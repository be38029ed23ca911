//! Run command implementation.

use super::output::{JsonClick, JsonRunReport, describe_outcome, format_board};
use super::{Click, CliError, OutputFormat};
use solit::{Session, SessionConfig, Slot};

/// Execute the run command.
///
/// # Errors
///
/// Returns an error if the JSON report cannot be written.
pub(crate) fn execute(
    seed: Option<u64>,
    format: OutputFormat,
    quiet: bool,
    clicks: &[Click],
) -> Result<(), CliError> {
    let config = seed.map_or_else(SessionConfig::default, |seed| SessionConfig { seed });
    let mut session = Session::from_config(&config);

    let outcomes: Vec<_> = clicks
        .iter()
        .map(|click| {
            let slot = click
                .0
                .and_then(|coord| session.board().slot_at(coord.row, coord.col))
                .filter(|slot| slot.state().is_playable())
                .map(Slot::index);
            session.select_or_move(slot)
        })
        .collect();

    match format {
        OutputFormat::Text => {
            if !quiet {
                println!("Seed {}", config.seed);
                for (i, outcome) in outcomes.iter().enumerate() {
                    println!("  {:>3}: {}", i + 1, describe_outcome(outcome));
                }
                println!();
            }
            print!("{}", format_board(&session.snapshot()));
        }
        OutputFormat::Json => {
            let report = JsonRunReport {
                seed: config.seed,
                clicks: outcomes.iter().map(JsonClick::from_outcome).collect(),
                board: session.snapshot(),
            };
            println!("{}", serde_json::to_string_pretty(&report)?);
        }
    }

    Ok(())
}
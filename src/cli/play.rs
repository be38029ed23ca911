//! Play command implementation - Interactive TUI.

use super::CliError;
use super::output::describe_outcome;
use crossterm::{
    event::{
        self, DisableMouseCapture, EnableMouseCapture, Event, KeyCode, KeyEventKind, MouseButton,
        MouseEvent, MouseEventKind,
    },
    execute,
    terminal::{EnterAlternateScreen, LeaveAlternateScreen, disable_raw_mode, enable_raw_mode},
};
use ratatui::{
    Frame, Terminal,
    backend::CrosstermBackend,
    layout::{Constraint, Direction, Layout as Split, Rect},
    style::{Color, Modifier, Style},
    text::Line,
    widgets::{Block, BorderType, Borders, Paragraph},
};
use solit::board::CENTER;
use solit::layout::{self, Layout, Point};
use solit::{Coord, Session, SessionConfig, Slot, SlotIndex, SlotState};
use std::io::{Stdout, stdout};
use std::time::Duration;

/// Rows taken by the header; the terminal layout's origin sits just below.
const HEADER_HEIGHT: u16 = 5;

/// Input poll timeout. Nothing runs on the tick, it only bounds redraw latency.
const TICK: Duration = Duration::from_millis(33);

/// Execute the play command.
///
/// # Errors
///
/// Returns an error if the terminal cannot be set up or drawn to.
pub(crate) fn execute(seed: Option<u64>, zoom: u16) -> Result<(), CliError> {
    let config = seed.map_or_else(SessionConfig::default, |seed| SessionConfig { seed });
    let session = Session::from_config(&config);
    let layout = Layout::terminal().with_zoom(zoom);

    log::info!("starting game with seed {}", config.seed);
    run_tui(session, layout)
}

/// Cursor movement.
#[derive(Debug, Clone, Copy)]
enum Step {
    Up,
    Down,
    Left,
    Right,
}

/// App state for the TUI.
struct App {
    session: Session,
    layout: Layout,
    cursor: Coord,
    status: String,
}

impl App {
    fn new(session: Session, layout: Layout) -> Self {
        Self {
            session,
            layout,
            cursor: CENTER,
            status: "Select a peg, then the slot to jump it to".to_string(),
        }
    }

    fn click(&mut self, slot: Option<SlotIndex>) {
        let outcome = self.session.select_or_move(slot);
        self.status = describe_outcome(&outcome);
    }

    fn click_point(&mut self, point: Point) {
        let slot = self
            .session
            .board()
            .slot_at_point(&self.layout, point)
            .map(Slot::index);
        if let Some(index) = slot {
            self.cursor = index.coord();
        }
        self.click(slot);
    }

    fn click_cursor(&mut self) {
        let slot = self
            .session
            .board()
            .slot_at(self.cursor.row, self.cursor.col)
            .filter(|slot| slot.state().is_playable())
            .map(Slot::index);
        self.click(slot);
    }

    fn reset(&mut self) {
        self.session.reset();
        self.status = "New game".to_string();
    }

    /// Move the cursor to the next slot on the cross in direction `step`,
    /// skipping corner blocks. Stays put at the edge.
    fn move_cursor(&mut self, step: Step) {
        let mut probe = self.cursor;
        while let Some(next) = neighbour(probe, step) {
            if next.in_cross() {
                self.cursor = next;
                return;
            }
            probe = next;
        }
    }
}

fn neighbour(coord: Coord, step: Step) -> Option<Coord> {
    let next = match step {
        Step::Up => Coord::new(coord.row.checked_sub(1)?, coord.col),
        Step::Down => Coord::new(coord.row + 1, coord.col),
        Step::Left => Coord::new(coord.row, coord.col.checked_sub(1)?),
        Step::Right => Coord::new(coord.row, coord.col + 1),
    };
    next.in_bounds().then_some(next)
}

fn run_tui(session: Session, layout: Layout) -> Result<(), CliError> {
    // Setup terminal
    enable_raw_mode()?;
    let mut stdout = stdout();
    execute!(stdout, EnterAlternateScreen, EnableMouseCapture)?;
    let backend = CrosstermBackend::new(stdout);
    let mut terminal = Terminal::new(backend).map_err(|e| CliError::new(e.to_string()))?;

    let mut app = App::new(session, layout);
    let result = event_loop(&mut terminal, &mut app);

    // Restore terminal
    disable_raw_mode()?;
    execute!(
        terminal.backend_mut(),
        LeaveAlternateScreen,
        DisableMouseCapture
    )?;
    terminal.show_cursor()?;

    result
}

fn event_loop(
    terminal: &mut Terminal<CrosstermBackend<Stdout>>,
    app: &mut App,
) -> Result<(), CliError> {
    loop {
        terminal.draw(|f| ui(f, app))?;

        if !event::poll(TICK)? {
            continue;
        }

        match event::read()? {
            Event::Key(key) if key.kind == KeyEventKind::Press => match key.code {
                KeyCode::Char('q') | KeyCode::Esc => return Ok(()),
                KeyCode::Char('n' | 'N') => app.reset(),
                KeyCode::Char('+' | '=') => app.layout.zoom_in(),
                KeyCode::Char('-') => app.layout.zoom_out(),
                KeyCode::Up | KeyCode::Char('k') => app.move_cursor(Step::Up),
                KeyCode::Down | KeyCode::Char('j') => app.move_cursor(Step::Down),
                KeyCode::Left | KeyCode::Char('h') => app.move_cursor(Step::Left),
                KeyCode::Right | KeyCode::Char('l') => app.move_cursor(Step::Right),
                KeyCode::Enter | KeyCode::Char(' ') => app.click_cursor(),
                _ => {}
            },
            Event::Mouse(MouseEvent {
                kind: MouseEventKind::Down(MouseButton::Left),
                column,
                row,
                ..
            }) => app.click_point(Point::new(i32::from(column), i32::from(row))),
            _ => {}
        }
    }
}

fn ui(f: &mut Frame, app: &App) {
    let chunks = Split::default()
        .direction(Direction::Vertical)
        .constraints([
            Constraint::Length(HEADER_HEIGHT), // Counters
            Constraint::Min(5),                // Board
            Constraint::Length(3),             // Status
        ])
        .split(f.area());

    render_header(f, chunks[0], app);
    render_board(f, chunks[1], app);
    render_footer(f, chunks[2], app);
}

fn render_header(f: &mut Frame, area: Rect, app: &App) {
    let lines = vec![
        Line::from(format!("Killcount : {}", app.session.kill_count())),
        Line::from(format!("Remaining : {}", app.session.remaining())),
        Line::from(format!(
            "Restart with 'n', zoom with + and - ({}%), quit with 'q'",
            app.layout.zoom_percent()
        )),
    ];

    let header = Paragraph::new(lines)
        .style(Style::default().fg(Color::Cyan).add_modifier(Modifier::BOLD))
        .block(Block::default().borders(Borders::ALL).title(" Solit "));

    f.render_widget(header, area);
}

fn render_board(f: &mut Frame, area: Rect, app: &App) {
    let frame = Block::default().borders(Borders::ALL).title(" Board ");
    let inner = frame.inner(area);
    f.render_widget(frame, area);

    for slot in app.session.board() {
        let fill = match slot.state() {
            SlotState::Invalid => continue,
            SlotState::Empty => Color::White,
            SlotState::Occupied(color) => {
                let (r, g, b) = color.rgb();
                Color::Rgb(r, g, b)
            }
        };
        let Some(cell) = to_cells(app.layout.slot_rect(slot.index()), inner) else {
            continue;
        };

        let selected = app.session.selected() == Some(slot.index());
        let border_type = if selected {
            BorderType::Thick
        } else {
            BorderType::Plain
        };
        let border_color = if slot.coord() == app.cursor {
            Color::Cyan
        } else {
            Color::Gray
        };

        let widget = Block::default()
            .borders(Borders::ALL)
            .border_type(border_type)
            .border_style(Style::default().fg(border_color))
            .style(Style::default().bg(fill));
        f.render_widget(widget, cell);
    }
}

/// Convert layout bounds to terminal cells, clipped to `bounds`.
fn to_cells(rect: layout::Rect, bounds: Rect) -> Option<Rect> {
    let cells = Rect::new(
        u16::try_from(rect.x).ok()?,
        u16::try_from(rect.y).ok()?,
        u16::try_from(rect.width).ok()?,
        u16::try_from(rect.height).ok()?,
    );
    let clipped = cells.intersection(bounds);
    (clipped.area() > 0).then_some(clipped)
}

fn render_footer(f: &mut Frame, area: Rect, app: &App) {
    let selection = app
        .session
        .selected()
        .map_or_else(String::new, |slot| format!(" | holding {slot}"));
    let cursor = SlotIndex::from_coord(app.cursor)
        .map_or_else(String::new, |slot| format!(" | cursor {slot}"));

    let footer = Paragraph::new(format!(" {}{selection}{cursor} ", app.status))
        .style(Style::default().fg(Color::Gray))
        .block(Block::default().borders(Borders::ALL));

    f.render_widget(footer, area);
}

....

▸ **Aim of the task**
In the listing above, find the line containing "Step::Down => Coord::new(coord.row" and the line containing "let mut app = App::new(session, layout);". Output them and every line between, exactly, and nothing else.

▸ **Solution**
        Step::Down => Coord::new(coord.row + 1, coord.col),
        Step::Left => Coord::new(coord.row, coord.col.checked_sub(1)?),
        Step::Right => Coord::new(coord.row, coord.col + 1),
    };
    next.in_bounds().then_some(next)
}

fn run_tui(session: Session, layout: Layout) -> Result<(), CliError> {
    // Setup terminal
    enable_raw_mode()?;
    let mut stdout = stdout();
    execute!(stdout, EnterAlternateScreen, EnableMouseCapture)?;
    let backend = CrosstermBackend::new(stdout);
    let mut terminal = Terminal::new(backend).map_err(|e| CliError::new(e.to_string()))?;

    let mut app = App::new(session, layout);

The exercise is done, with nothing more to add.